Maybe I do over-romanticise my solitude because of some fumbling attempt to re-create the blanket-on-the-floor moment. It’s not that I want to go full hermit. I certainly enjoy living with my partner. I’m excited about the many plans I have with my friends this weekend. I love that our schedule is so packed that it sometimes takes a WhatsApp poll and a shared Google Calendar to try to find space to fit even more fun into our lives.
But all I know is that when I felt the crash coming on this week, what I needed was a micro-dose of some dolce far niente. With the house to myself on Wednesday night, I went for a short run in the sun, stopped at the fancy green grocer, bought myself some flowers and gorgeous produce, and made myself a meal that my partner doesn’t like. I settled into my comfiest sweats, put on a face mask, turned on Season 2 of Grey’s Anatomy, and made myself a cup of my favourite tea.

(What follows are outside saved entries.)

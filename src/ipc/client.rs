// Author: Dustin Pilgrim
// License: MIT

use tokio::{
    io::{AsyncReadExt, AsyncWriteExt},
    net::UnixStream,
    time::{Duration, timeout},
};

pub async fn send_raw(cmd: &str) -> Result<String, String> {
    let path = crate::ipc::socket_path()?;

    if !path.exists() {
        return Err("daemon not running".to_string());
    }

    let mut stream = match timeout(Duration::from_secs(2), UnixStream::connect(&path)).await {
        Ok(Ok(s)) => s,
        Ok(Err(e)) => return Err(format!("failed to connect to {}: {e}", path.display())),
        Err(_) => return Err("timeout connecting to daemon".to_string()),
    };

    timeout(Duration::from_secs(2), stream.write_all(cmd.as_bytes()))
        .await
        .map_err(|_| "timeout writing to daemon".to_string())?
        .map_err(|e| format!("write failed: {e}"))?;

    timeout(Duration::from_secs(2), stream.shutdown())
        .await
        .map_err(|_| "timeout finalizing request".to_string())?
        .map_err(|e| format!("shutdown failed: {e}"))?;

    let mut resp = Vec::new();
    timeout(read_timeout(cmd), stream.read_to_end(&mut resp))
        .await
        .map_err(|_| "timeout reading response".to_string())?
        .map_err(|e| format!("read failed: {e}"))?;

    // Every handler answers with at least one byte.
    if resp.is_empty() {
        return Err("daemon closed the connection without replying".to_string());
    }

    Ok(String::from_utf8_lossy(&resp).to_string())
}

/// Requests that write to disk (flushing sessions, copying the log, reading
/// it back) get longer than a table lookup.
fn read_timeout(cmd: &str) -> Duration {
    let verb = cmd.split_whitespace().next().unwrap_or_default();
    match verb {
        "stop" | "stop-all" | "close" | "remove-root" | "export" | "history" => {
            Duration::from_secs(10)
        }
        _ => Duration::from_secs(2),
    }
}

#[cfg(test)]
mod tests {
    use super::*;

    #[test]
    fn disk_bound_requests_wait_longer() {
        assert_eq!(read_timeout("stop"), Duration::from_secs(10));
        assert_eq!(read_timeout("close /a/b.rs"), Duration::from_secs(10));
        assert_eq!(read_timeout("export /tmp/x.tsv"), Duration::from_secs(10));
        assert_eq!(read_timeout("info --json"), Duration::from_secs(2));
        assert_eq!(read_timeout(""), Duration::from_secs(2));
    }
}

It was in these moments of quiet meandering that the full impact of what has happened in my life over the last month truly hit me. I get to spend the rest of my life with Charlie and all of the people in our lives that make the little world of our partnership work. Caroline O’Donoghue calls relationships, “A subculture of two.” The realisation that this little sub-culture we’ve built will be life-long only fully sank in as I sat in solitude with myself.
After all, we are the only ones who get the see our entire story from start to finish. Might as well slow down to take in the best bits.
Cheers to the weekend & cheers to you!
Kelley
Love this
As someone extremely social who also craves and needs alone time - I loved this piece!